L’ergastolo “ostativo” alla prova della Corte EDU. Brevi osservazioni sulla sentenza Viola c. Italia
Nel mese di giugno 2019 la Corte Europea dei Diritti dell’Uomo ha per la prima volta sottoposto al proprio vaglio la disciplina dell’ergastolo c.d. “ostativo” disciplinato dall’art. 4bis dell’Ordinamento Penitenziario.
In particolare, il ricorso ha trovato origine nelle doglianze di un detenuto, Marcello Viola, le cui condanne nel 1995 e poi nel 1999 all’ergastolo (dovute alla sua appartenenza ad una associazione criminale calabrese di stampo mafioso di cui, peraltro, era risultato a capo e in virtù della quale era stato sottoposto al regime del c.d. “41bis” dal 2000 al 2006) e, soprattutto, l’assenza del requisito di “collaborazione con la giustizia” avevano impedito a più riprese tanto la concessione di permessi premio, quanto l’accesso al beneficio della liberazione condizionale.
L’oggetto del giudizio, sostanzialmente, riguardava l’automatismo legale volto ad impedire ex art. 4bis O.P. ai condannati per determinati gravi reati, di accedere a tutti i benefici penitenziari – che, peraltro, hanno quale unico scopo quello di promuovere la risocializzazione del detenuto a compimento dell’indirizzo costituzionale dettato dal terzo comma dell’art. 23 Cost. – qualora gli stessi non si rendano disponibili a “collaborare con la giustizia” nelle modalità descritte dallo stesso Ordinamento Penitenziario all’art. 58ter.
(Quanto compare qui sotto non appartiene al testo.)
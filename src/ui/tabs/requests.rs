//! Requests tab: the request list with a detail pane beside it.

use ratatui::{
    layout::{Constraint, Direction, Layout, Rect},
    text::{Line, Span},
    widgets::{Block, Borders, List, ListItem, ListState, Paragraph},
    Frame,
};

use crate::app::{App, StatusAction};
use crate::ui::styles;
use crate::utils::format::{format_cost, format_datetime, truncate};

pub fn render(frame: &mut Frame, app: &App, area: Rect) {
    let chunks = Layout::default()
        .direction(Direction::Horizontal)
        .constraints([Constraint::Percentage(55), Constraint::Percentage(45)])
        .split(area);

    render_request_list(frame, app, chunks[0]);
    render_request_detail(frame, app, chunks[1]);
}

fn render_request_list(frame: &mut Frame, app: &App, area: Rect) {
    let items: Vec<ListItem> = app
        .requests
        .iter()
        .enumerate()
        .map(|(i, request)| {
            let line = Line::from(vec![
                Span::styled(format!("#{:<4}", request.issue_id), styles::muted_style()),
                Span::raw(format!("{:<34}", truncate(&request.description, 32))),
                Span::styled(
                    request.status_name().to_string(),
                    styles::status_style(request.current_status()),
                ),
            ]);

            let style = if i == app.request_selection {
                styles::selected_style()
            } else {
                styles::list_item_style()
            };

            ListItem::new(line).style(style)
        })
        .collect();

    let title = if app.loading {
        " Requests (loading...) ".to_string()
    } else {
        format!(" Requests ({}) ", app.requests.len())
    };

    let block = Block::default()
        .title(title)
        .title_style(styles::title_style())
        .borders(Borders::ALL)
        .border_style(styles::border_style(true));

    let list = List::new(items).block(block);

    let mut state = ListState::default();
    if !app.requests.is_empty() {
        state.select(Some(app.request_selection));
    }
    frame.render_stateful_widget(list, area, &mut state);
}

fn render_request_detail(frame: &mut Frame, app: &App, area: Rect) {
    let (title, lines) = match app.selected_request() {
        Some(request) => {
            let mut lines = vec![
                Line::from(vec![
                    Span::styled("Status: ", styles::highlight_style()),
                    Span::styled(
                        request.status_name().to_string(),
                        styles::status_style(request.current_status()),
                    ),
                ]),
                Line::from(vec![
                    Span::styled("Category: ", styles::highlight_style()),
                    Span::raw(request.category_name().unwrap_or("Uncategorized").to_string()),
                ]),
            ];

            if let Some(room) = request.room_number() {
                let location = match request.hall_name() {
                    Some(hall) => format!("{}, {}", room, hall),
                    None => room.to_string(),
                };
                lines.push(Line::from(vec![
                    Span::styled("Room: ", styles::highlight_style()),
                    Span::raw(location),
                ]));
            }
            if let Some(student) = request.student_name() {
                lines.push(Line::from(vec![
                    Span::styled("Student: ", styles::highlight_style()),
                    Span::raw(student.to_string()),
                ]));
            }

            lines.push(Line::from(""));
            lines.push(Line::from(request.description.clone()));
            lines.push(Line::from(""));

            if let Some(ref availability) = request.availability {
                lines.push(Line::from(vec![
                    Span::styled("Availability: ", styles::highlight_style()),
                    Span::raw(availability.clone()),
                ]));
            }
            lines.push(Line::from(vec![
                Span::styled("Submitted: ", styles::highlight_style()),
                Span::raw(format_datetime(&request.submission_timestamp)),
            ]));
            lines.push(Line::from(vec![
                Span::styled("Updated: ", styles::highlight_style()),
                Span::raw(format_datetime(&request.last_updated)),
            ]));
            if let Some(ref completed) = request.completion_timestamp {
                lines.push(Line::from(vec![
                    Span::styled("Completed: ", styles::highlight_style()),
                    Span::raw(format_datetime(completed)),
                ]));
            }
            if request.estimated_cost.is_some() || request.actual_cost.is_some() {
                lines.push(Line::from(vec![
                    Span::styled("Cost: ", styles::highlight_style()),
                    Span::raw(format!(
                        "{} estimated / {} actual",
                        format_cost(request.estimated_cost),
                        format_cost(request.actual_cost)
                    )),
                ]));
            }

            // Action hints for roles that may move the lifecycle
            if app.role.can_transition() {
                lines.push(Line::from(""));
                let status = request.current_status();
                let hints: Vec<(&str, StatusAction)> = [
                    ("[i]", StatusAction::InProgress),
                    ("[v]", StatusAction::UnderReview),
                    ("[c]", StatusAction::Complete),
                    ("[p]", StatusAction::Reopen),
                ]
                .into_iter()
                .filter(|(_, action)| action.offered_for(status))
                .collect();

                let mut spans = Vec::new();
                for (i, (key, action)) in hints.iter().enumerate() {
                    if i > 0 {
                        spans.push(Span::styled(" | ", styles::muted_style()));
                    }
                    spans.push(Span::styled(*key, styles::help_key_style()));
                    spans.push(Span::raw(format!(" {}", action.label())));
                }
                lines.push(Line::from(spans));
            }

            (format!(" Request #{} ", request.issue_id), lines)
        }
        None => (
            " No Request Selected ".to_string(),
            vec![Line::from(Span::styled(
                if app.loading {
                    "Loading..."
                } else {
                    "Select a request from the list"
                },
                styles::muted_style(),
            ))],
        ),
    };

    let block = Block::default()
        .title(title)
        .title_style(styles::title_style())
        .borders(Borders::ALL)
        .border_style(styles::border_style(false));

    frame.render_widget(Paragraph::new(lines).block(block), area);
}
La sentenza ha quindi finalmente affrontato il nodo problematico dell’impossibilità di concedere qualsiasi provvedimento che influisca positivamente su entità e modalità di esecuzione della pena detentiva ai condannati all’ergastolo per determinati delitti se non “nei casi in cui tali detenuti e internati collaborano con la giustizia” dichiarandone la non conformità al dettato convenzionale.
Va detto che, in Italia, il tema della condanna a vita è stato oggetto di un numero assai copioso di interventi della giurisprudenza costituzionale, di legittimità e di merito. Proprio tale dato, in realtà, rappresenta un allarmante segnale allorché la Corte di Strasburgo, nonostante tale vaglio diffuso della giurisprudenza nazionale, evidenzi criticità tanto serie e gravi quanto quelle emerse nella sentenza in commento.
La Consulta, a ben vedere, è parsa adoperare come un vero e proprio grimaldello il terzo comma dell’art. 27 della Costituzione rileggendo i regimi detentivi “senza fine”, ma anche quello emergenziale disciplinato all’art. 4bis O.P., cercando di ricondurre a Costituzione tutto il sistema penitenziario italiano.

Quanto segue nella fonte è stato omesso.